Engineering oxygen vacancy to accelerate proton conduction in Y-doped BaZrO3

Abstract

Proton conducting oxides have drawn great interest as electrolytes for proton-conducting reversible solid oxide cells (P-RSOCs), but suffered from the inferior ionic conductivity. To accelerate proton conduction, oxygen vacancy engineering via calcium-doping is proposed and validated, which generates more oxygen vacancies to increase proton concentration and importantly tailors the position of oxygen vacancy to accelerate proton diffusion.
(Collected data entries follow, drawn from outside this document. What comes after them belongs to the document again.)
//! Value objects
//!
//! Immutable descriptions of where a type's factories live in the factory
//! array.

pub mod index;
pub mod range;

pub use index::{Index, IndexEntry};
pub use range::{Range, normalize_qualifier};
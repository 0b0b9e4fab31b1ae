//! Implementation registry
//!
//! ```text
//! caller ──► get_many::<T>(qualifier, scope)
//!               │
//!               ▼
//!          Index::resolve(TypeId<T>, qualifier) ──► start..end
//!               │
//!               ▼
//!          factories[start..end].create(scope) ──► Vec<Arc<T>>
//! ```
//!
//! `get_single` and `require_single` delegate to `get_many` and apply their
//! cardinality contract to the result.

pub mod global;
pub mod implementation;

pub use global::global;
pub use implementation::ImplementationRegistry;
TG and EIS results show that calcium-doped BaZr0.8Y0.2O3-δ (BZY2), BaZr0.8Ca0.1Y0.2O3-δ (BZCa1Y2), owns higher proton concentration, and demonstrates ionic conductivity of 0.008 S cm−2 at 700 °C, 2.7 times higher than BZY2. The lower activation energy of conductivity in BZCa1Y2 confirms the faster proton conduction behavior. DFT calculation concludes that oxygen vacancies prefer to cluster with Ca site and proton diffusion barrier is decreased most when vacancy is tailored to generate nearing Ca. When considering the concentration of proton and oxygen vacancy, proton diffusion coefficient obtained from Ab-initio Molecular Dynamics simulation is 1.1×10−5 cm2s−1 for BZCa1Y2 in 200 °C, larger than BZY2 (9.0×10−6 cm2s−1) and verifying the accelerated proton diffusion due to the tailored oxygen vacancy. The oxygen vacancy engineering provides a further understanding of proton diffusion in proton conducting oxides and a new promising opportunity to improve conductivity.